I actually cannot believe you are still sending her and leaving her like this. By allowing it to happen you are both being as bad as the grandparents. There is clearly issues yet you still send her for fear of upset. It is so very sad for your little one.

poppyboo · 24/04/2012 10:00

Also in your posts, you make it sound like you have no control like this is happening and there is no way out . There is something you can do. You can be strong and say NO.

battherat · 24/04/2012 10:01

Goodness me. I can understand why you don't want to upset your IL's but I think you know what has to happen here. Break the cycle. Tell them that she's ill this week (she has got a sore bum hasn't she?).
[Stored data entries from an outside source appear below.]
//! Plain HTTP download port.

use async_trait::async_trait;
use bytes::Bytes;

use crate::domain::errors::ApiError;

/// Port for downloading attachment bytes by URL.
#[cfg_attr(test, mockall::automock)]
#[async_trait]
pub trait ImageFetcherPort: Send + Sync {
    /// Downloads the full response body.
    async fn fetch(&self, url: &str) -> Result<Bytes, ApiError>;
}
//! Errors returned by the Mastodon API and plain HTTP collaborators.

use thiserror::Error;

/// API error variants.
#[derive(Debug, Error)]
#[allow(missing_docs)]
pub enum ApiError {
    #[error("network error: {message}")]
    Network { message: String },

    #[error("HTTP {status}: {message}")]
    Http { status: u16, message: String },

    #[error("access token rejected by server")]
    Unauthorized,

    #[error("rate limited by server, retry after {retry_after_ms}ms")]
    RateLimited { retry_after_ms: u64 },

    #[error("failed to parse response: {message}")]
    Parse { message: String },

    #[error("unexpected error: {message}")]
    Unexpected { message: String },
}

impl ApiError {
    /// Creates network error.
    #[must_use]
    pub fn network(message: impl Into<String>) -> Self {
        Self::Network {
            message: message.into(),
        }
    }

    /// Creates HTTP status error.
    #[must_use]
    pub fn http(status: u16, message: impl Into<String>) -> Self {
        Self::Http {
            status,
            message: message.into(),
        }
    }

    /// Creates parse error.
    #[must_use]
    pub fn parse(message: impl Into<String>) -> Self {
        Self::Parse {
            message: message.into(),
        }
    }

    /// Creates unexpected error.
    #[must_use]
    pub fn unexpected(message: impl Into<String>) -> Self {
        Self::Unexpected {
            message: message.into(),
        }
    }

    /// Returns whether a later attempt could succeed.
    #[must_use]
    pub const fn is_recoverable(&self) -> bool {
        match self {
            Self::Network { .. } | Self::RateLimited { .. } => true,
            Self::Http { status, .. } => *status >= 500,
            Self::Unauthorized | Self::Parse { .. } | Self::Unexpected { .. } => false,
        }
    }

    /// Returns whether error is network related.
    #[must_use]
    pub const fn is_network_error(&self) -> bool {
        matches!(self, Self::Network { .. } | Self::RateLimited { .. })
    }
}
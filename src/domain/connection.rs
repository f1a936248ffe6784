/// Lifecycle of the event loop.
#[derive(Debug, Clone, Copy, PartialEq, Eq, Default)]
pub enum BotState {
    /// Consuming events from the live stream.
    #[default]
    Listening,
    /// The stream closed; no further events will be handled.
    Terminated,
}

impl BotState {
    #[must_use]
    pub const fn is_listening(self) -> bool {
        matches!(self, Self::Listening)
    }
}

impl std::fmt::Display for BotState {
    fn fmt(&self, f: &mut std::fmt::Formatter<'_>) -> std::fmt::Result {
        match self {
            Self::Listening => write!(f, "Listening"),
            Self::Terminated => write!(f, "Terminated"),
        }
    }
}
Then think of how you cam handle it from here on in.

ScrambledSmegs · 24/04/2012 10:08

You can say no. They will probably be upset, but really it sounds like they're not up to looking after a baby overnight by themselves. Yes, they will probably lay some horrendous guilt trips on you, but you're not stopping them seeing their granddaughter, you're just stopping the overnights for the time being.

And GF's excessive drinking would really worry me.

Becksharp · 24/04/2012 10:12

She is your child, they are in no way entitled to overnight contact - a court wouldn't order for a child of that age to a separated father for goodness sake! Protect her and keep her at home, they are being entirely unreasonable. I don't like how possessive it is for them to demand overnight contact!

Sparkletastic · 24/04/2012 10:16

Your MIL's terminal illness and your daughter's well-being are 2 separate issues so stop confusing them. The sleepovers need to stop and your MIL needs to have regular visits from you / your DH and DD.

Octaviapink · 24/04/2012 10:16

Agree with Scrambled - the drunkenness is a major issue.